**TASK GOAL**. Go through the material below, find each line with the word "LedgerStore", and copy those lines.

**EXCERPTED DATA**.

impl LedgerTxn for LmdbTxn<'_, RwTxn<'_>> {
    fn put_account(&mut self, account: &LedgerAccount) -> Result<(), StoreError> {
        let key = account.key.storage_key();
        self.put_record(self.dbs.accounts, key.as_bytes(), account)
    }

    fn append_entry(&mut self, entry: NewEntry) -> Result<EntryId, StoreError> {
        let id = self.next_entry_id()?;
        let id_bytes = id.0.to_be_bytes();
        let stored = LedgerEntry::from_new(id, entry);

        self.put_record(self.dbs.entries, &id_bytes, &stored)?;
        let chain_key = composite(stored.chain.as_str(), &id_bytes);
        self.dbs
            .chain_entries
            .put(&mut self.txn, &chain_key, &[])
            .map_err(heed_err)?;
        if let Some(task) = &stored.task_id {
            let task_key = composite(task.as_str(), &id_bytes);
            self.dbs
                .task_entries
                .put(&mut self.txn, &task_key, &[])
                .map_err(heed_err)?;
        }
        Ok(id)
    }

    fn insert_idempotency_key(&mut self, key: &str, entry: EntryId) -> Result<bool, StoreError> {
        if self.idempotency_key(key)?.is_some() {
            return Ok(false);
        }
        self.dbs
            .idempotency
            .put(&mut self.txn, key.as_bytes(), &entry.0.to_be_bytes())
            .map_err(heed_err)?;
        Ok(true)
    }

    fn put_task(&mut self, task: &TaskRecord) -> Result<(), StoreError> {
        self.put_record(self.dbs.tasks, task.id.as_str().as_bytes(), task)
    }

    fn put_milestone(&mut self, milestone: &MilestoneRecord) -> Result<(), StoreError> {
        let key = composite(
            milestone.task_id.as_str(),
            &milestone.order_index.to_be_bytes(),
        );
        self.put_record(self.dbs.milestones, &key, milestone)
    }

    fn put_submission(&mut self, submission: &SubmissionRecord) -> Result<(), StoreError> {
        self.put_record(
            self.dbs.submissions,
            submission.id.as_str().as_bytes(),
            submission,
        )
    }

    fn put_stake(&mut self, stake: &StakeRecord) -> Result<(), StoreError> {
        let key = composite(stake.task_id.as_str(), stake.worker.as_str().as_bytes());
        self.put_record(self.dbs.stakes, &key, stake)
    }

    fn put_worker(&mut self, worker: &WorkerRecord) -> Result<(), StoreError> {
        self.put_record(self.dbs.workers, worker.id.as_str().as_bytes(), worker)
    }

    fn push_outbox(&mut self, event: AuditEvent, now: Timestamp) -> Result<u64, StoreError> {
        let last = match self
            .dbs
            .meta
            .get(self.txn.ro(), OUTBOX_SEQ_KEY)
            .map_err(heed_err)?
        {
            Some(bytes) => read_u64(bytes)?,
            None => 0,
        };
        let seq = last + 1;
        self.dbs
            .meta
            .put(&mut self.txn, OUTBOX_SEQ_KEY, &seq.to_be_bytes())
            .map_err(heed_err)?;

        let message = OutboxMessage {
            seq,
            event,
            created_at: now,
        };
        self.put_record(self.dbs.outbox, &seq.to_be_bytes(), &message)?;
        Ok(seq)
    }

    fn ack_outbox(&mut self, seq: u64) -> Result<(), StoreError> {
        self.dbs
            .outbox
            .delete(&mut self.txn, &seq.to_be_bytes())
            .map_err(heed_err)?;
        Ok(())
    }
}

#[cfg(test)]
mod tests {
    use bounty_store::{LedgerStore, StakeMeta, TaskStatus};
    use bounty_types::Amount;

    use crate::LmdbEnvironment;

    use super::*;

    fn open(dir: &std::path::Path) -> LmdbEnvironment {
        LmdbEnvironment::open(dir, 16, 10 * 1024 * 1024).unwrap()
    }

    fn lock_entry(worker: &str, task: &str, chain: Chain, units: u64) -> NewEntry {
        NewEntry::stake_lock(
            &WorkerId::new(worker).unwrap(),
            chain,
            Amount::from_units(units),
            StakeMeta {
                task_id: TaskId::new(task).unwrap(),
                milestone_id: None,
            },
            Timestamp::new(units),
        )
    }

    #[test]
    fn entries_are_indexed_by_chain_and_task() {
        let dir = tempfile::tempdir().unwrap();
        let env = open(dir.path());
        env.write(|txn| {
            txn.append_entry(lock_entry("w1", "T1", Chain::Eth, 1))?;
            txn.append_entry(lock_entry("w1", "T2", Chain::Btc, 2))?;
            txn.append_entry(lock_entry("w2", "T1", Chain::Eth, 3))?;
            Ok::<_, StoreError>(())
        })
        .unwrap();

        let eth = env.read(|r| r.recent_entries(Some(Chain::Eth), 10)).unwrap();
        assert_eq!(eth.iter().map(|e| e.id.0).collect::<Vec<_>>(), vec![3, 1]);

        let all = env.read(|r| r.recent_entries(None, 2)).unwrap();
        assert_eq!(all.iter().map(|e| e.id.0).collect::<Vec<_>>(), vec![3, 2]);

        let t1 = env
            .read(|r| r.entries_for_task(&TaskId::new("T1").unwrap()))
            .unwrap();
        assert_eq!(t1.iter().map(|e| e.id.0).collect::<Vec<_>>(), vec![1, 3]);
        assert_eq!(env.read(|r| r.entry_count()).unwrap(), 3);
    }

    #[test]
    fn aborted_write_leaves_nothing_behind() {
        let dir = tempfile::tempdir().unwrap();
        let env = open(dir.path());
        let result: Result<(), StoreError> = env.write(|txn| {
            txn.append_entry(lock_entry("w1", "T1", Chain::Eth, 1))?;
            txn.insert_idempotency_key("escrow_lock_T1", EntryId(1))?;
            Err(StoreError::Backend("abort".into()))
        });
        assert!(result.is_err());
        assert_eq!(env.read(|r| r.entry_count()).unwrap(), 0);
        assert!(env
            .read(|r| r.idempotency_key("escrow_lock_T1"))
            .unwrap()
            .is_none());
    }

    #[test]
    fn idempotency_key_is_claimed_once() {
        let dir = tempfile::tempdir().unwrap();
        let env = open(dir.path());
        assert!(env
            .write(|txn| txn.insert_idempotency_key("deposit_ETH_0xabc", EntryId(4)))
            .unwrap());
        assert!(!env
            .write(|txn| txn.insert_idempotency_key("deposit_ETH_0xabc", EntryId(9)))
            .unwrap());
        assert_eq!(
            env.read(|r| r.idempotency_key("deposit_ETH_0xabc")).unwrap(),
            Some(EntryId(4))
        );
    }

    #[test]
    fn records_survive_reopen() {
        let dir = tempfile::tempdir().unwrap();
        let key = AccountKey::worker(&WorkerId::new("alice").unwrap(), Chain::Usd);
        {
            let env = open(dir.path());
            env.write(|txn| {
                let mut account = LedgerAccount::new(key.clone(), Timestamp::new(1));
                account.available = Amount::parse("12.5").unwrap();
                txn.put_account(&account)?;
                txn.append_entry(lock_entry("alice", "T1", Chain::Usd, 1))?;
                txn.push_outbox(
                    AuditEvent::TaskStatusChanged {
                        task_id: TaskId::new("T1").unwrap(),
                        from: None,
                        to: TaskStatus::Open,
                    },
                    Timestamp::new(1),
                )
            })
            .unwrap();
        }

        let env = open(dir.path());
        let account = env.read(|r| r.account(&key)).unwrap().unwrap();
        assert_eq!(account.available, Amount::parse("12.5").unwrap());
        assert_eq!(env.read(|r| r.pending_outbox(10)).unwrap().len(), 1);

        // Ids and sequence numbers continue past what is already stored.
        let (id, seq) = env
            .write(|txn| {
                let id = txn.append_entry(lock_entry("alice", "T2", Chain::Usd, 2))?;
                txn.ack_outbox(1)?;
                let seq = txn.push_outbox(
                    AuditEvent::TaskStatusChanged {
                        task_id: TaskId::new("T2").unwrap(),
                        from: None,
                        to: TaskStatus::Open,
                    },
                    Timestamp::new(2),
                )?;
                Ok::<_, StoreError>((id, seq))
            })
            .unwrap();
        assert_eq!(id, EntryId(2));
        assert_eq!(seq, 2);
    }

    #[test]
    fn milestones_come_back_in_order() {
        let dir = tempfile::tempdir().unwrap();
        let env = open(dir.path());
        let task = TaskId::new("T1").unwrap();
        env.write(|txn| {
            for order in [2u32, 0, 1] {
                txn.put_milestone(&MilestoneRecord {
                    id: bounty_types::MilestoneId::new(format!("M{order}")).unwrap(),
                    task_id: task.clone(),
                    order_index: order,
                    title: format!("step {order}"),
                    reward: Amount::from_units(1),
                    stake: Amount::ZERO,
                    status: bounty_store::MilestoneStatus::Pending,
                    worker_attempts: Default::default(),
                    max_attempts_per_worker: 3,
                })?;
            }
            Ok::<_, StoreError>(())
        })
        .unwrap();
        let ms = env.read(|r| r.milestones(&task)).unwrap();
        assert_eq!(
            ms.iter().map(|m| m.order_index).collect::<Vec<_>>(),
            vec![0, 1, 2]
        );
    }
}
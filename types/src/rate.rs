//! Basis points and percentages.
//!
//! The engine's public contract speaks basis points. Percentages only appear
//! at the task-configuration edge (slash percentage) and must be converted
//! with [`Percent::to_bps`]; the two are distinct types so a raw percentage
//! can never be passed where basis points are expected.

use serde::{Deserialize, Serialize};
use std::fmt;

use crate::error::RateError;

/// A fraction expressed in 1/100ths of a percent (10000 = 100%).
#[derive(Clone, Copy, Debug, PartialEq, Eq, PartialOrd, Ord, Hash, Serialize, Deserialize)]
#[serde(try_from = "u32", into = "u32")]
pub struct BasisPoints(u32);

impl BasisPoints {
    pub const MAX: u32 = 10_000;
    pub const ZERO: Self = Self(0);
    pub const FULL: Self = Self(Self::MAX);

    pub fn new(value: u32) -> Result<Self, RateError> {
        if value > Self::MAX {
            return Err(RateError::BasisPointsOutOfRange(value));
        }
        Ok(Self(value))
    }

    /// Compile-time constructor; panics during const evaluation when out of range.
    pub const fn from_const(value: u32) -> Self {
        assert!(value <= Self::MAX, "basis points out of range");
        Self(value)
    }

    pub const fn value(&self) -> u32 {
        self.0
    }
}

impl TryFrom<u32> for BasisPoints {
    type Error = RateError;

    fn try_from(value: u32) -> Result<Self, Self::Error> {
        Self::new(value)
    }
}

impl From<BasisPoints> for u32 {
    fn from(bps: BasisPoints) -> Self {
        bps.0
    }
}

impl fmt::Display for BasisPoints {
    fn fmt(&self, f: &mut fmt::Formatter<'_>) -> fmt::Result {
        write!(f, "{}bps", self.0)
    }
}

/// A whole percentage in `0..=100`.
#[derive(Clone, Copy, Debug, PartialEq, Eq, PartialOrd, Ord, Hash, Serialize, Deserialize)]
#[serde(try_from = "u32", into = "u32")]
pub struct Percent(u8);

impl Percent {
    pub const ZERO: Self = Self(0);
    pub const HUNDRED: Self = Self(100);

    pub fn new(value: u32) -> Result<Self, RateError> {
        if value > 100 {
            return Err(RateError::PercentOutOfRange(value));
        }
        Ok(Self(value as u8))
    }

    pub const fn value(&self) -> u32 {
        self.0 as u32
    }

    pub const fn to_bps(self) -> BasisPoints {
        BasisPoints(self.0 as u32 * 100)
    }
}

impl TryFrom<u32> for Percent {
    type Error = RateError;

    fn try_from(value: u32) -> Result<Self, Self::Error> {
        Self::new(value)
    }
}

impl From<Percent> for u32 {
    fn from(p: Percent) -> Self {
        p.value()
    }
}

impl fmt::Display for Percent {
    fn fmt(&self, f: &mut fmt::Formatter<'_>) -> fmt::Result {
        write!(f, "{}%", self.0)
    }
}

#[cfg(test)]
mod tests {
    use super::*;

    #[test]
    fn basis_points_range_is_enforced() {
        assert!(BasisPoints::new(10_000).is_ok());
        assert_eq!(
            BasisPoints::new(10_001),
            Err(RateError::BasisPointsOutOfRange(10_001))
        );
    }

    #[test]
    fn percent_converts_to_bps() {
        assert_eq!(Percent::new(50).unwrap().to_bps(), BasisPoints::new(5_000).unwrap());
        assert_eq!(Percent::HUNDRED.to_bps(), BasisPoints::FULL);
        assert_eq!(Percent::new(101), Err(RateError::PercentOutOfRange(101)));
    }

    #[test]
    fn deserialization_validates_range() {
        assert!(serde_json::from_str::<BasisPoints>("300").is_ok());
        assert!(serde_json::from_str::<BasisPoints>("20000").is_err());
        assert!(serde_json::from_str::<Percent>("150").is_err());
    }
}
//! Bounty daemon: entry point for running the ledger engine.

use std::path::PathBuf;
use std::time::Instant;

use anyhow::Context;
use bounty_node::{init_logging, MarketNode, NodeConfig, StorageKind};
use bounty_types::Chain;
use clap::Parser;

#[derive(Parser)]
#[command(name = "bounty-daemon", about = "Escrow and settlement engine for the task marketplace")]
struct Cli {
    /// Path to a TOML configuration file. If provided, file settings
    /// are used as the base; CLI flags and env vars override them.
    #[arg(long, env = "BOUNTY_CONFIG")]
    config: Option<PathBuf>,

    /// Data directory for the LMDB ledger.
    #[arg(long, env = "BOUNTY_DATA_DIR")]
    data_dir: Option<PathBuf>,

    /// Storage backend: "lmdb" or "memory".
    #[arg(long, env = "BOUNTY_STORAGE")]
    storage: Option<String>,

    /// Chains to bootstrap protocol accounts for (comma-separated: "ETH,USD").
    #[arg(long, env = "BOUNTY_CHAINS", value_delimiter = ',')]
    chains: Vec<Chain>,

    /// Default protocol fee in basis points.
    #[arg(long, env = "BOUNTY_DEFAULT_FEE_BPS")]
    default_fee_bps: Option<u32>,

    /// Seconds between expiry sweeps; 0 disables the sweeper.
    #[arg(long, env = "BOUNTY_SWEEP_INTERVAL_SECS")]
    sweep_interval_secs: Option<u64>,

    /// Log output: "human" or "json".
    #[arg(long, env = "BOUNTY_LOG_FORMAT")]
    log_format: Option<String>,

    /// Log level: "trace", "debug", "info", "warn", "error".
    #[arg(long, env = "BOUNTY_LOG_LEVEL")]
    log_level: Option<String>,

    /// Print Prometheus metrics on shutdown.
    #[arg(long, env = "BOUNTY_ENABLE_METRICS")]
    metrics: bool,

    #[command(subcommand)]
    command: Command,
}

#[derive(clap::Subcommand)]
enum Command {
    /// Run the engine until SIGINT/SIGTERM.
    Run,
    /// Print the effective configuration as TOML.
    Config,
    /// Print protocol fee and slash income per chain.
    Balances,
    /// Print the newest ledger entries as JSON lines.
    Entries {
        #[arg(long)]
        chain: Option<Chain>,
        #[arg(long, default_value_t = 50)]
        limit: usize,
    },
}

fn parse_storage(s: &str) -> anyhow::Result<StorageKind> {
    match s.to_lowercase().as_str() {
        "lmdb" => Ok(StorageKind::Lmdb),
        "memory" => Ok(StorageKind::Memory),
        other => anyhow::bail!("unknown storage backend {other:?}"),
    }
}

/// File settings first, then CLI flags and env vars on top.
fn load_config(cli: &Cli) -> anyhow::Result<NodeConfig> {
    let mut config = match &cli.config {
        Some(path) => NodeConfig::from_toml_file(path)
            .with_context(|| format!("loading config from {}", path.display()))?,
        None => NodeConfig::default(),
    };

    if let Some(dir) = &cli.data_dir {
        config.data_dir = dir.clone();
    }
    if let Some(storage) = &cli.storage {
        config.storage = parse_storage(storage)?;
    }
    if !cli.chains.is_empty() {
        config.chains = cli.chains.clone();
    }
    if let Some(fee) = cli.default_fee_bps {
        config.default_fee_bps = fee;
    }
    if let Some(secs) = cli.sweep_interval_secs {
        config.sweep_interval_secs = secs;
    }
    if let Some(format) = &cli.log_format {
        config.log_format = format.clone();
    }
    if let Some(level) = &cli.log_level {
        config.log_level = level.clone();
    }
    config.enable_metrics |= cli.metrics;

    config.validate()?;
    Ok(config)
}

#[tokio::main]
async fn main() -> anyhow::Result<()> {
    let cli = Cli::parse();
    let config = load_config(&cli)?;

    match cli.command {
        Command::Run => {
            init_logging(config.log_format()?, &config.log_level)?;
            let started = Instant::now();
            let enable_metrics = config.enable_metrics;

            tracing::info!(
                storage = ?config.storage,
                data_dir = %config.data_dir.display(),
                chains = ?config.chains,
                "starting bounty engine"
            );
            let node = std::sync::Arc::new(MarketNode::open(config)?);
            let tasks = node.start();
            tasks.run_until_signal().await?;

            if enable_metrics {
                println!("{}", node.metrics().render()?);
            }
            tracing::info!(
                uptime = %bounty_utils::format_duration(started.elapsed()),
                "bounty daemon exited cleanly"
            );
        }
        Command::Config => {
            print!("{}", config.to_toml_string()?);
        }
        Command::Balances => {
            bounty_utils::init_tracing(&config.log_level);
            let node = MarketNode::open(config)?;
            for (chain, account) in node.get_protocol_balances()? {
                println!("{chain}\tavailable={}\tlocked={}", account.available, account.locked);
            }
        }
        Command::Entries { chain, limit } => {
            bounty_utils::init_tracing(&config.log_level);
            let node = MarketNode::open(config)?;
            for entry in node.list_ledger_entries(chain, limit)? {
                println!("{}", serde_json::to_string(&entry)?);
            }
        }
    }

    Ok(())
}
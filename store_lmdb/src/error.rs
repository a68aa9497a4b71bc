use thiserror::Error;

#[derive(Debug, Error)]
pub enum LmdbError {
    #[error("LMDB error: {0}")]
    Heed(String),

    #[error("IO error: {0}")]
    Io(#[from] std::io::Error),

    #[error("serialization error: {0}")]
    Serialization(String),
}

impl From<heed::Error> for LmdbError {
    fn from(e: heed::Error) -> Self {
        LmdbError::Heed(e.to_string())
    }
}

impl From<LmdbError> for bounty_store::StoreError {
    fn from(e: LmdbError) -> Self {
        match e {
            LmdbError::Serialization(msg) => bounty_store::StoreError::Serialization(msg),
            other => bounty_store::StoreError::Backend(other.to_string()),
        }
    }
}
use crate::command::{CommandOutcome, LedgerCommand};
use crate::config::NodeConfig;
use crate::error::NodeError;
use crate::funds::{self, DepositOutcome, WithdrawalOutcome};
use crate::legacy::{self, LegacyBalance};
use crate::metrics::NodeMetrics;
use crate::outbox::OutboxDrainer;
use crate::provider::{
    ChainProvider, DepositAddress, DepositStatus, NullChainProvider, WithdrawalStatus,
};
use crate::shutdown::ShutdownController;
use crate::sink::{AuditSink, TracingSink};
use crate::storage::EngineStore;
use crate::tracing_spans;

/// Timeout for waiting on background tasks during shutdown.
const SHUTDOWN_TIMEOUT: Duration = Duration::from_secs(5);

/// What one expiry sweep did.
#[derive(Clone, Debug, Default, PartialEq, Eq)]
pub struct SweepReport {
    pub claims_expired: usize,
    pub tasks_expired: usize,
    /// Tasks whose sweep transaction was rolled back.
    pub failures: usize,
}

/// The ledger engine over a storage backend `S`.
pub struct MarketNode<S> {
    config: NodeConfig,
    store: Arc<S>,
    market: TaskMarket,
    clock: Arc<dyn Clock>,
    metrics: Arc<NodeMetrics>,
    sink: Arc<dyn AuditSink>,
    provider: Arc<dyn ChainProvider>,
}

impl MarketNode<EngineStore> {
    /// Open the backend `config` selects, on the wall clock.
    pub fn open(config: NodeConfig) -> Result<Self, NodeError> {
        config.validate()?;
        let store = EngineStore::open(&config)?;
        Self::with_store(config, store, Arc::new(SystemClock))
    }
}
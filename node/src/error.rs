use thiserror::Error;

use bounty_escrow::EscrowError;
use bounty_ledger::LedgerError;
use bounty_market::MarketError;
use bounty_settlement::SettlementError;
use bounty_store::StoreError;
use bounty_store_lmdb::LmdbError;

use crate::provider::ProviderError;

#[derive(Debug, Error)]
pub enum NodeError {
    #[error("ledger error: {0}")]
    Ledger(#[from] LedgerError),

    #[error("escrow error: {0}")]
    Escrow(#[from] EscrowError),

    #[error("settlement error: {0}")]
    Settlement(#[from] SettlementError),

    #[error("market error: {0}")]
    Market(#[from] MarketError),

    #[error("store error: {0}")]
    Store(#[from] StoreError),

    #[error("LMDB error: {0}")]
    Lmdb(#[from] LmdbError),

    #[error("chain provider error: {0}")]
    Provider(#[from] ProviderError),

    #[error("metrics error: {0}")]
    Metrics(#[from] prometheus::Error),

    #[error("invalid request: {0}")]
    InvalidRequest(String),

    #[error("config error: {0}")]
    Config(String),

    #[error("IO error: {0}")]
    Io(#[from] std::io::Error),

    #[error("background task failed: {0}")]
    Background(String),

    #[error("shutdown timeout")]
    ShutdownTimeout,
}

impl NodeError {
    /// Stable machine-readable code, delegating to the wrapped error.
    pub fn code(&self) -> &'static str {
        match self {
            NodeError::Ledger(e) => e.code(),
            NodeError::Escrow(e) => e.code(),
            NodeError::Settlement(e) => e.code(),
            NodeError::Market(e) => e.code(),
            NodeError::Store(_) | NodeError::Lmdb(_) => "storage_error",
            NodeError::Provider(_) => "provider_error",
            NodeError::Metrics(_) => "metrics_error",
            NodeError::InvalidRequest(_) => "invalid_request",
            NodeError::Config(_) => "config_error",
            NodeError::Io(_) => "io_error",
            NodeError::Background(_) => "background_error",
            NodeError::ShutdownTimeout => "shutdown_timeout",
        }
    }
}

#[cfg(test)]
mod tests {
    use super::*;
    use bounty_types::{Amount, TaskId, WorkerId};

    #[test]
    fn codes_pass_through_wrappers() {
        let err = NodeError::from(EscrowError::Ledger(LedgerError::InsufficientBalance {
            needed: Amount::parse("1").unwrap(),
            available: Amount::ZERO,
        }));
        assert_eq!(err.code(), "insufficient_balance");

        let err = NodeError::from(MarketError::ClaimExpired {
            task: TaskId::new("T1").unwrap(),
            worker: WorkerId::new("w1").unwrap(),
        });
        assert_eq!(err.code(), "claim_expired");

        let err = NodeError::from(StoreError::Backend("disk".into()));
        assert_eq!(err.code(), "storage_error");
    }
}
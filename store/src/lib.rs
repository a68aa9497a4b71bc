//! Storage records and transactional storage traits for the bounty engine.
//!
//! Every storage backend (LMDB, in-memory for testing) implements
//! [`LedgerStore`]. The rest of the codebase depends only on these traits.
//!
//! All mutations happen inside [`LedgerStore::write`]: the closure receives a
//! [`LedgerTxn`], and either everything it wrote is committed or, when it
//! returns `Err`, nothing is. Backends serialise writers, so two commands can
//! never observe the same "before" state of an account, and the idempotency
//! key index is checked and claimed inside that same transaction.

pub mod account;
pub mod entry;
pub mod error;
pub mod outbox;
pub mod task;
pub mod worker;

pub use account::{AccountKey, LedgerAccount};
pub use entry::{
    DepositMeta, EntryMeta, EntryType, EscrowMeta, LedgerEntry, NewEntry, SettlementMeta,
    SlashMeta, StakeMeta, WithdrawalMeta,
};
pub use error::StoreError;
pub use outbox::{AuditEvent, OutboxMessage};
pub use task::{
    EscrowStatus, MilestoneRecord, MilestoneStatus, StakeRecord, StakeRequirement, StakeStatus,
    SubmissionRecord, SubmissionStatus, TaskRecord, TaskStatus,
};
pub use worker::WorkerRecord;

use bounty_types::{Chain, EntryId, SubmissionId, TaskId, Timestamp, WorkerId};

/// Read access to every record family.
pub trait LedgerRead {
    fn account(&self, key: &AccountKey) -> Result<Option<LedgerAccount>, StoreError>;
    fn accounts(&self) -> Result<Vec<LedgerAccount>, StoreError>;

    fn entry(&self, id: EntryId) -> Result<Option<LedgerEntry>, StoreError>;
    /// Newest first, optionally restricted to one chain.
    fn recent_entries(
        &self,
        chain: Option<Chain>,
        limit: usize,
    ) -> Result<Vec<LedgerEntry>, StoreError>;
    /// Oldest first.
    fn entries_for_task(&self, task: &TaskId) -> Result<Vec<LedgerEntry>, StoreError>;
    fn entry_count(&self) -> Result<u64, StoreError>;

    /// The entry recorded under an idempotency key, if the key was ever claimed.
    fn idempotency_key(&self, key: &str) -> Result<Option<EntryId>, StoreError>;

    fn task(&self, id: &TaskId) -> Result<Option<TaskRecord>, StoreError>;
    fn tasks(&self) -> Result<Vec<TaskRecord>, StoreError>;
    /// Ordered by `order_index`.
    fn milestones(&self, task: &TaskId) -> Result<Vec<MilestoneRecord>, StoreError>;
    fn submission(&self, id: &SubmissionId) -> Result<Option<SubmissionRecord>, StoreError>;
    fn stake(&self, task: &TaskId, worker: &WorkerId) -> Result<Option<StakeRecord>, StoreError>;
    fn worker(&self, id: &WorkerId) -> Result<Option<WorkerRecord>, StoreError>;

    /// Undelivered outbox messages, oldest first.
    fn pending_outbox(&self, limit: usize) -> Result<Vec<OutboxMessage>, StoreError>;
}

/// A write transaction. Dropped without commit means rolled back.
pub trait LedgerTxn: LedgerRead {
    /// Write both balances of an account as one unit.
    fn put_account(&mut self, account: &LedgerAccount) -> Result<(), StoreError>;

    /// Append an entry and return its assigned id.
    fn append_entry(&mut self, entry: NewEntry) -> Result<EntryId, StoreError>;

    /// Insert-if-absent. Returns `false`, writing nothing, when the key exists.
    fn insert_idempotency_key(&mut self, key: &str, entry: EntryId) -> Result<bool, StoreError>;

    fn put_task(&mut self, task: &TaskRecord) -> Result<(), StoreError>;
    fn put_milestone(&mut self, milestone: &MilestoneRecord) -> Result<(), StoreError>;
    fn put_submission(&mut self, submission: &SubmissionRecord) -> Result<(), StoreError>;
    fn put_stake(&mut self, stake: &StakeRecord) -> Result<(), StoreError>;
    fn put_worker(&mut self, worker: &WorkerRecord) -> Result<(), StoreError>;

    fn push_outbox(&mut self, event: AuditEvent, now: Timestamp) -> Result<u64, StoreError>;
    fn ack_outbox(&mut self, seq: u64) -> Result<(), StoreError>;
}

/// A transactional backend with a single writer at a time.
pub trait LedgerStore: Send + Sync {
    fn read<R, E, F>(&self, f: F) -> Result<R, E>
    where
        E: From<StoreError>,
        F: FnOnce(&dyn LedgerRead) -> Result<R, E>;

    fn write<R, E, F>(&self, f: F) -> Result<R, E>
    where
        E: From<StoreError>,
        F: FnOnce(&mut dyn LedgerTxn) -> Result<R, E>;
}

impl<S: LedgerStore> LedgerStore for std::sync::Arc<S> {
    fn read<R, E, F>(&self, f: F) -> Result<R, E>
    where
        E: From<StoreError>,
        F: FnOnce(&dyn LedgerRead) -> Result<R, E>,
    {
        (**self).read(f)
    }

    fn write<R, E, F>(&self, f: F) -> Result<R, E>
    where
        E: From<StoreError>,
        F: FnOnce(&mut dyn LedgerTxn) -> Result<R, E>,
    {
        (**self).write(f)
    }
}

**SOLUTION TO THIS PROBLEM**.
    use bounty_store::{LedgerStore, StakeMeta, TaskStatus};
//! [`LedgerStore`]. The rest of the codebase depends only on these traits.
//! All mutations happen inside [`LedgerStore::write`]: the closure receives a
pub trait LedgerStore: Send + Sync {
impl<S: LedgerStore> LedgerStore for std::sync::Arc<S> {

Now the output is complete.